As soon as I made it through security I was sure I wouldn’t see Bonnie or Rebecca again, but there Rebecca was as though she knew where I would be when I didn’t even know myself. A treasure to hang out with her at a Nearly Organic restaurant though the wonderful eight days together caught up with me after I finished my sandwich. “I am so sorry, but there is a wave of fatigue on me and I am going to put my head right down on this table, or else just lay down on the floor,” I told her. She cobbled together a neck pillow and a blanket and I slept there, face down on the table, not too old to travel, but too old to keep near dawn to near midnight hours for eight days in a row.

Security stopped me for one of those more intensive searches. This time to open my carry on and my purse. She looked underneath every piece of clothing and opened and closed every zipper. “That one is my bank,” I said when she looked in the black leathered and zippered belly pouch pocket that contained zip lock bags of euros, pounds and Canadian dollars. “They must be targeting the baby boomers,” I said to a man who was about my age and behind me, ready for his search. But he shook his head. “I don’t speak English.” I keep forgetting that and I am often passing casual conversation. I was tired. My guess was that I would be asleep before the plane took off. I dozed but I kept being wakened by the pilot saying, “Our departure is delayed ... we are waiting for a final check on the engine ... we are waiting to install a new part in the engine, perhaps only ½ hour more, ... and after four hours ... if we don’t take off in the next 30 minutes, we will have to debark because the crew will have been at work over the labor law limit”.
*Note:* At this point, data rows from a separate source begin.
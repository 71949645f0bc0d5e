//! Validation for geometries and query arguments.
//!
//! Every public store operation calls into here before touching the index,
//! so malformed input fails fast with a descriptive error and leaves the
//! store untouched.

use crate::config::DistanceMetric;
use crate::error::{GeoQueryError, Result};
use geo::{Coord, LineString, Point, Polygon};
use geoquery_types::Geometry;

/// Validates a single coordinate.
///
/// Coordinates must be finite. Under the spherical metric they must also be
/// valid longitude/latitude degrees: longitude in [-180.0, 180.0], latitude
/// in [-90.0, 90.0].
///
/// # Examples
///
/// ```
/// use geoquery::DistanceMetric;
/// use geoquery::compute::validation::validate_coord;
/// use geo::coord;
///
/// assert!(validate_coord(coord! { x: 500.0, y: 40.0 }, DistanceMetric::Euclidean).is_ok());
/// assert!(validate_coord(coord! { x: 500.0, y: 40.0 }, DistanceMetric::Haversine).is_err());
/// assert!(validate_coord(coord! { x: f64::NAN, y: 0.0 }, DistanceMetric::Euclidean).is_err());
/// ```
pub fn validate_coord(coord: Coord, metric: DistanceMetric) -> Result<()> {
    let (x, y) = (coord.x, coord.y);

    if !x.is_finite() {
        return Err(GeoQueryError::InvalidGeometry(format!(
            "x/longitude must be finite, got: {}",
            x
        )));
    }

    if !y.is_finite() {
        return Err(GeoQueryError::InvalidGeometry(format!(
            "y/latitude must be finite, got: {}",
            y
        )));
    }

    if metric.is_spherical() {
        if !(-180.0..=180.0).contains(&x) {
            return Err(GeoQueryError::InvalidGeometry(format!(
                "Longitude out of range [-180.0, 180.0]: {}",
                x
            )));
        }

        if !(-90.0..=90.0).contains(&y) {
            return Err(GeoQueryError::InvalidGeometry(format!(
                "Latitude out of range [-90.0, 90.0]: {}",
                y
            )));
        }
    }

    Ok(())
}

fn validate_coords<'a>(
    coords: impl IntoIterator<Item = &'a Coord>,
    what: &str,
    metric: DistanceMetric,
) -> Result<()> {
    for (idx, coord) in coords.into_iter().enumerate() {
        validate_coord(*coord, metric).map_err(|e| {
            GeoQueryError::InvalidGeometry(format!("{} point at index {}: {}", what, idx, e))
        })?;
    }
    Ok(())
}

/// Validates a closed ring: at least four coordinates, first equals last.
pub fn validate_ring(ring: &LineString, what: &str, metric: DistanceMetric) -> Result<()> {
    if ring.0.len() < 4 {
        return Err(GeoQueryError::InvalidGeometry(format!(
            "{} needs at least 4 points (closed), got: {}",
            what,
            ring.0.len()
        )));
    }

    if ring.0.first() != ring.0.last() {
        return Err(GeoQueryError::InvalidGeometry(format!(
            "{} is not closed: first and last points differ",
            what
        )));
    }

    validate_coords(ring.coords(), what, metric)
}

/// Validates all polygon rings (exterior and interior).
///
/// # Examples
///
/// ```
/// use geoquery::DistanceMetric;
/// use geoquery::compute::validation::validate_polygon;
/// use geo::{polygon, Polygon};
///
/// let poly: Polygon = polygon![
///     (x: 0.0, y: 0.0),
///     (x: 0.0, y: 10.0),
///     (x: 10.0, y: 10.0),
///     (x: 10.0, y: 0.0),
///     (x: 0.0, y: 0.0),
/// ];
///
/// assert!(validate_polygon(&poly, DistanceMetric::Euclidean).is_ok());
/// ```
pub fn validate_polygon(polygon: &Polygon, metric: DistanceMetric) -> Result<()> {
    validate_ring(polygon.exterior(), "Exterior ring", metric)?;

    for (ring_idx, interior) in polygon.interiors().iter().enumerate() {
        validate_ring(interior, &format!("Interior ring {}", ring_idx), metric)?;
    }

    Ok(())
}

/// Validates a polyline: at least two finite coordinates.
pub fn validate_polyline(line: &LineString, metric: DistanceMetric) -> Result<()> {
    if line.0.len() < 2 {
        return Err(GeoQueryError::InvalidGeometry(format!(
            "Polyline needs at least 2 points, got: {}",
            line.0.len()
        )));
    }

    validate_coords(line.coords(), "Polyline", metric)
}

/// Validates any record geometry according to its kind.
pub fn validate_geometry(geometry: &Geometry, metric: DistanceMetric) -> Result<()> {
    match geometry {
        Geometry::Point(p) => validate_coord(p.0, metric),
        Geometry::Polyline(line) => validate_polyline(line, metric),
        Geometry::Polygon(poly) => validate_polygon(poly, metric),
    }
}

/// Validates a query origin.
pub fn validate_origin(origin: &Point, metric: DistanceMetric) -> Result<()> {
    validate_coord(origin.0, metric)
        .map_err(|e| GeoQueryError::InvalidQueryParameter(format!("origin: {}", e)))
}

/// Validates a polygon supplied as a query argument.
pub fn validate_query_polygon(polygon: &Polygon, metric: DistanceMetric) -> Result<()> {
    validate_polygon(polygon, metric).map_err(GeoQueryError::into_query_error)
}

pub fn validate_k(k: usize) -> Result<()> {
    if k == 0 {
        return Err(GeoQueryError::InvalidQueryParameter(
            "k must be greater than zero".to_string(),
        ));
    }
    Ok(())
}

pub fn validate_radius(radius: f64) -> Result<()> {
    if !radius.is_finite() || radius <= 0.0 {
        return Err(GeoQueryError::InvalidQueryParameter(format!(
            "radius must be a positive finite number, got: {}",
            radius
        )));
    }
    Ok(())
}

/// Validates R-tree fan-out bounds: `min_entries >= 1` and
/// `max_entries >= 2 * min_entries`, so a split can always give both halves
/// at least `min_entries`.
pub fn validate_fanout(min_entries: usize, max_entries: usize) -> Result<()> {
    if min_entries == 0 {
        return Err(GeoQueryError::InvalidConfig(
            "min_entries must be greater than zero".to_string(),
        ));
    }

    if max_entries < 2 * min_entries {
        return Err(GeoQueryError::InvalidConfig(format!(
            "max_entries ({}) must be at least twice min_entries ({})",
            max_entries, min_entries
        )));
    }

    Ok(())
}

#[cfg(test)]
mod tests {
    use super::*;
    use geo::{coord, line_string, polygon};

    const PLANAR: DistanceMetric = DistanceMetric::Euclidean;
    const SPHERICAL: DistanceMetric = DistanceMetric::Haversine;

    #[test]
    fn test_valid_geographic_coords() {
        let cases = [
            (-74.0060, 40.7128),
            (-0.1278, 51.5074),
            (139.6917, 35.6895),
            (180.0, 0.0),
            (-180.0, 0.0),
            (0.0, 90.0),
            (0.0, -90.0),
        ];
        for (x, y) in cases {
            assert!(validate_coord(coord! { x: x, y: y }, SPHERICAL).is_ok());
        }
    }

    #[test]
    fn test_out_of_range_only_matters_when_spherical() {
        let c = coord! { x: 200.0, y: 95.0 };
        assert!(validate_coord(c, SPHERICAL).is_err());
        assert!(validate_coord(c, PLANAR).is_ok());
    }

    #[test]
    fn test_non_finite_coordinates() {
        for c in [
            coord! { x: f64::NAN, y: 40.0 },
            coord! { x: -74.0, y: f64::NAN },
            coord! { x: f64::INFINITY, y: 40.0 },
            coord! { x: -74.0, y: f64::NEG_INFINITY },
        ] {
            assert!(matches!(
                validate_coord(c, PLANAR),
                Err(GeoQueryError::InvalidGeometry(_))
            ));
        }
    }

    #[test]
    fn test_polyline_rules() {
        let line = line_string![(x: 0.0, y: 0.0), (x: 1.0, y: 1.0)];
        assert!(validate_polyline(&line, PLANAR).is_ok());

        let single = line_string![(x: 0.0, y: 0.0)];
        assert!(validate_polyline(&single, PLANAR).is_err());
        assert!(validate_polyline(&LineString::new(vec![]), PLANAR).is_err());

        let not_finite = line_string![(x: 0.0, y: 0.0), (x: f64::NAN, y: 1.0)];
        assert!(validate_polyline(&not_finite, PLANAR).is_err());
    }

    #[test]
    fn test_ring_rules() {
        let open = line_string![
            (x: 0.0, y: 0.0),
            (x: 0.0, y: 1.0),
            (x: 1.0, y: 1.0),
            (x: 1.0, y: 0.0),
        ];
        assert!(validate_ring(&open, "ring", PLANAR).is_err());

        let short = line_string![(x: 0.0, y: 0.0), (x: 0.0, y: 1.0), (x: 0.0, y: 0.0)];
        assert!(validate_ring(&short, "ring", PLANAR).is_err());

        let closed = line_string![
            (x: 0.0, y: 0.0),
            (x: 0.0, y: 1.0),
            (x: 1.0, y: 1.0),
            (x: 0.0, y: 0.0),
        ];
        assert!(validate_ring(&closed, "ring", PLANAR).is_ok());
    }

    #[test]
    fn test_validate_polygon() {
        let valid: Polygon = polygon![
            (x: -80.0, y: 35.0),
            (x: -70.0, y: 35.0),
            (x: -70.0, y: 45.0),
            (x: -80.0, y: 45.0),
            (x: -80.0, y: 35.0),
        ];
        assert!(validate_polygon(&valid, SPHERICAL).is_ok());

        let invalid: Polygon = polygon![
            (x: -80.0, y: 35.0),
            (x: 999.0, y: 35.0),
            (x: -70.0, y: 45.0),
            (x: -80.0, y: 45.0),
            (x: -80.0, y: 35.0),
        ];
        assert!(validate_polygon(&invalid, SPHERICAL).is_err());
    }

    #[test]
    fn test_query_polygon_errors_are_query_errors() {
        let degenerate = Polygon::new(line_string![(x: 0.0, y: 0.0), (x: 1.0, y: 1.0)], vec![]);
        assert!(matches!(
            validate_query_polygon(&degenerate, PLANAR),
            Err(GeoQueryError::InvalidQueryParameter(_))
        ));
    }

    #[test]
    fn test_fanout_bounds() {
        assert!(validate_fanout(2, 4).is_ok());
        assert!(validate_fanout(1, 2).is_ok());
        assert!(matches!(validate_fanout(0, 0), Err(GeoQueryError::InvalidConfig(_))));
        assert!(validate_fanout(3, 5).is_err());
    }

    #[test]
    fn test_query_scalars() {
        assert!(validate_k(0).is_err());
        assert!(validate_k(1).is_ok());
        assert!(validate_radius(0.0).is_err());
        assert!(validate_radius(-2.0).is_err());
        assert!(validate_radius(f64::NAN).is_err());
        assert!(validate_radius(2.0).is_ok());
        assert!(validate_origin(&Point::new(f64::INFINITY, 0.0), PLANAR).is_err());
    }
}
I couldn’t sleep anymore because the drama inside the plane began to heighten. “Would passenger Arta Johnson identify herself.” That was because I was going to miss my Dallas connection and was being given a voucher to stay overnight in Texas. “If you want to deplane, that is fine, but you cannot take your luggage with you. It must go to Dallas now, even though you will be in Paris. However you have every right to leave.” I watched an intense conversation between the flight attendant and the woman in front of me who was worried about her 15 year old son’s anxiety getting out of control. For her the question was, better to be off the plane with no luggage? on the plane worrying about the new part in the engine? on the bus that would take them to the main terminal with others who were leaving but had no place to go?
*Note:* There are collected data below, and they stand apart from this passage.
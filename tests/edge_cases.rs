use geoquery::{
    Config, DistanceMetric, GeoQueryError, Geometry, GeometryKind, GeometryRecord, GeometryStore,
    Point, Polygon, RecordId, ReferenceSystem, StoreBuilder,
};

const RS: ReferenceSystem = ReferenceSystem::WGS84;

fn init_logging() {
    let _ = env_logger::builder().is_test(true).try_init();
}

fn point(id: u64, x: f64, y: f64) -> GeometryRecord {
    GeometryRecord::new(RecordId(id), RS, Geometry::point(x, y))
}

fn square(min: f64, max: f64) -> Polygon {
    Polygon::new(
        vec![(min, min), (min, max), (max, max), (max, min), (min, min)].into(),
        vec![],
    )
}

/// Test 1: Queries on an empty store succeed with nothing
#[test]
fn test_empty_store_queries() {
    let store = GeometryStore::new(RS);
    let origin = Point::new(0.0, 0.0);
    assert!(store.nearest(&origin, 10).unwrap().is_empty());
    assert!(store.radius(&origin, 5.0).unwrap().is_empty());
    assert!(store.within(&square(0.0, 1.0)).unwrap().is_empty());
    assert!(store.intersecting(&square(0.0, 1.0)).unwrap().is_empty());
    assert_eq!(store.stats().bounds, None);
}

/// Test 2: Malformed query arguments
#[test]
fn test_invalid_query_parameters() {
    let mut store = GeometryStore::new(RS);
    store.insert(point(1, 0.0, 0.0)).unwrap();
    let origin = Point::new(0.0, 0.0);

    let is_param_error = |e: GeoQueryError| matches!(e, GeoQueryError::InvalidQueryParameter(_));
    assert!(is_param_error(store.nearest(&origin, 0).unwrap_err()));
    assert!(is_param_error(store.radius(&origin, 0.0).unwrap_err()));
    assert!(is_param_error(store.radius(&origin, -3.0).unwrap_err()));
    assert!(is_param_error(store.radius(&origin, f64::INFINITY).unwrap_err()));
    assert!(is_param_error(store.nearest(&Point::new(f64::NAN, 1.0), 1).unwrap_err()));

    let triangle_open = Polygon::new(vec![(0.0, 0.0), (5.0, 0.0)].into(), vec![]);
    assert!(is_param_error(store.within(&triangle_open).unwrap_err()));
    assert!(is_param_error(store.intersecting(&triangle_open).unwrap_err()));

    let with_nan = Polygon::new(
        vec![(0.0, 0.0), (0.0, f64::NAN), (1.0, 1.0), (0.0, 0.0)].into(),
        vec![],
    );
    assert!(is_param_error(store.within(&with_nan).unwrap_err()));
}

/// Test 3: Invalid geometries never reach the index
#[test]
fn test_invalid_geometries_rejected() {
    let mut store = GeometryStore::new(RS);
    let bad = [
        Geometry::point(f64::NAN, 0.0),
        Geometry::point(0.0, f64::NEG_INFINITY),
        Geometry::polyline([(1.0, 1.0)]),
        Geometry::polyline([(0.0, 0.0), (f64::INFINITY, 1.0)]),
        Geometry::polygon([(0.0, 0.0), (1.0, 1.0), (0.0, 0.0)]),
    ];
    for (i, geometry) in bad.into_iter().enumerate() {
        let record = GeometryRecord::new(RecordId(i as u64), RS, geometry);
        assert!(matches!(
            store.insert(record),
            Err(GeoQueryError::InvalidGeometry(_))
        ));
    }
    assert!(store.is_empty());
    assert!(store.index().is_empty());
}

/// Test 4: Reference system mismatch on every entry point
#[test]
fn test_reference_system_mismatch() {
    let mut store = GeometryStore::new(RS);
    let geometry = Geometry::point(1.0, 1.0);
    let foreign = GeometryRecord::new(RecordId(1), ReferenceSystem(27700), geometry);

    assert!(matches!(
        store.insert(foreign.clone()),
        Err(GeoQueryError::ReferenceSystemMismatch { .. })
    ));
    assert!(matches!(
        store.upsert(foreign.clone()),
        Err(GeoQueryError::ReferenceSystemMismatch { .. })
    ));
    assert!(matches!(
        store.bulk_insert(vec![point(2, 0.0, 0.0), foreign]),
        Err(GeoQueryError::ReferenceSystemMismatch { .. })
    ));
    assert!(store.is_empty());
}

/// Test 5: Many records at the same location
#[test]
fn test_coincident_points() {
    let mut store = GeometryStore::new(RS);
    for i in (0..100u64).rev() {
        store.insert(point(i, 7.0, 7.0)).unwrap();
    }
    let hits = store.nearest(&Point::new(7.0, 7.0), 5).unwrap();
    let ids: Vec<u64> = hits.iter().map(|n| n.id.get()).collect();
    assert_eq!(ids, vec![0, 1, 2, 3, 4]);

    let far = store.nearest(&Point::new(-500.0, 300.0), 3).unwrap();
    assert_eq!(far.len(), 3);
    assert_eq!(far[0].id, RecordId(0));

    assert_eq!(store.within(&square(0.0, 10.0)).unwrap().len(), 100);
    for i in 0..100u64 {
        store.remove(RecordId(i)).unwrap();
    }
    assert!(store.index().is_empty());
}

/// Test 6: Forced full-scan fallback still returns exact answers
#[test]
fn test_nearest_full_scan_fallback() {
    init_logging();
    let config = Config::default()
        .with_knn_initial_radius(1e-9)
        .with_knn_max_retries(2);
    let mut store = GeometryStore::with_config(RS, config).unwrap();
    for i in 0..64u64 {
        store.insert(point(i, 1000.0 + i as f64, 1000.0)).unwrap();
    }
    let hits = store.nearest(&Point::new(0.0, 0.0), 2).unwrap();
    let ids: Vec<u64> = hits.iter().map(|n| n.id.get()).collect();
    assert_eq!(ids, vec![0, 1]);
}

/// Test 7: Geographic store in metres
#[test]
fn test_haversine_store() {
    init_logging();
    let mut store = StoreBuilder::new()
        .distance_metric(DistanceMetric::Haversine)
        .build()
        .unwrap();

    let nyc = Point::new(-74.0060, 40.7128);
    store.insert(point(1, -74.0060, 40.7128)).unwrap();
    store.insert(point(2, -0.1278, 51.5074)).unwrap();
    store.insert(point(3, 2.3522, 48.8566)).unwrap();
    store.insert(point(4, -73.9855, 40.7580)).unwrap();

    let near = store.radius(&nyc, 10_000.0).unwrap();
    let ids: Vec<u64> = near.iter().map(|n| n.id.get()).collect();
    assert_eq!(ids, vec![1, 4]);

    let nearest = store.nearest(&Point::new(-0.1, 51.5), 2).unwrap();
    let ids: Vec<u64> = nearest.iter().map(|n| n.id.get()).collect();
    assert_eq!(ids, vec![2, 3]);
    assert!(nearest[1].distance > 300_000.0 && nearest[1].distance < 400_000.0);

    assert!(matches!(
        store.insert(point(9, 181.0, 0.0)),
        Err(GeoQueryError::InvalidGeometry(_))
    ));
}

/// Test 8: Poles and the antimeridian
#[test]
fn test_extreme_coordinates() {
    let mut store = StoreBuilder::new()
        .distance_metric(DistanceMetric::Haversine)
        .build()
        .unwrap();
    store.insert(point(1, 0.0, 90.0)).unwrap();
    store.insert(point(2, 0.0, -90.0)).unwrap();
    store.insert(point(3, 180.0, 0.0)).unwrap();
    store.insert(point(4, -180.0, 0.0)).unwrap();
    store.insert(point(5, 179.9, 0.0)).unwrap();

    // Across the antimeridian: both 180 and -180 are the same meridian.
    let hits = store.radius(&Point::new(-179.95, 0.0), 20_000.0).unwrap();
    let ids: Vec<u64> = hits.iter().map(|n| n.id.get()).collect();
    assert_eq!(ids, vec![3, 4, 5]);

    let hits = store.radius(&Point::new(120.0, 89.95), 10_000.0).unwrap();
    let ids: Vec<u64> = hits.iter().map(|n| n.id.get()).collect();
    assert_eq!(ids, vec![1]);
}

/// Test 9: Kind-filtered queries skip other kinds entirely
#[test]
fn test_kind_filters() {
    let mut store = GeometryStore::new(RS);
    store.insert(point(1, 10.0, 0.0)).unwrap();
    store
        .insert(GeometryRecord::new(RecordId(2), RS, Geometry::Polygon(square(-1.0, 1.0))))
        .unwrap();
    store
        .insert(GeometryRecord::new(
            RecordId(3),
            RS,
            Geometry::polyline([(0.0, 3.0), (5.0, 3.0)]),
        ))
        .unwrap();

    let origin = Point::new(0.0, 0.0);
    let only_points = store
        .nearest_of_kind(&origin, 3, GeometryKind::Point)
        .unwrap();
    assert_eq!(only_points.len(), 1);
    assert_eq!(only_points[0].id, RecordId(1));

    let polygons = store
        .radius_of_kind(&origin, 100.0, GeometryKind::Polygon)
        .unwrap();
    assert_eq!(polygons.len(), 1);
    assert_eq!(polygons[0].distance, 0.0);
}

/// Test 10: Clearing resets the index
#[test]
fn test_clear() {
    let mut store = GeometryStore::new(RS);
    store
        .bulk_insert((0..100u64).map(|i| point(i, i as f64, 0.0)))
        .unwrap();
    assert!(store.stats().index_height > 1);
    store.clear();
    assert!(store.is_empty());
    assert_eq!(store.stats().index_height, 1);
    store.insert(point(1, 0.0, 0.0)).unwrap();
    assert_eq!(store.len(), 1);
}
We had been four hours without food now ... probably more for most people because of the time lag between the last meal and the time it takes to get on a plane. There was no way to heat the dinners on board. Snacks and drinks were delivered up and down the isles without the usual charm – now the goal was just to get something, anything into people’s bodies to keep them calm. With only 10 minutes to spare the good news, “Buckle up, we are leaving”. With my nose pressed to the window, Paris disappeared from my view for 15 minutes. The plane banked and I heard, “Ladies and gentlemen, we are returning to Paris. The engine light is on and it is not safe to fly across the Atlantic this way. Thank you for your understanding.” I enjoyed the pleasure of seeing the dazzling patchwork of new crops again, the greens, the canary yellows, the greys and tans, the thin strips of blue rivers and hedgerows of trees below us, my nose now on the window again.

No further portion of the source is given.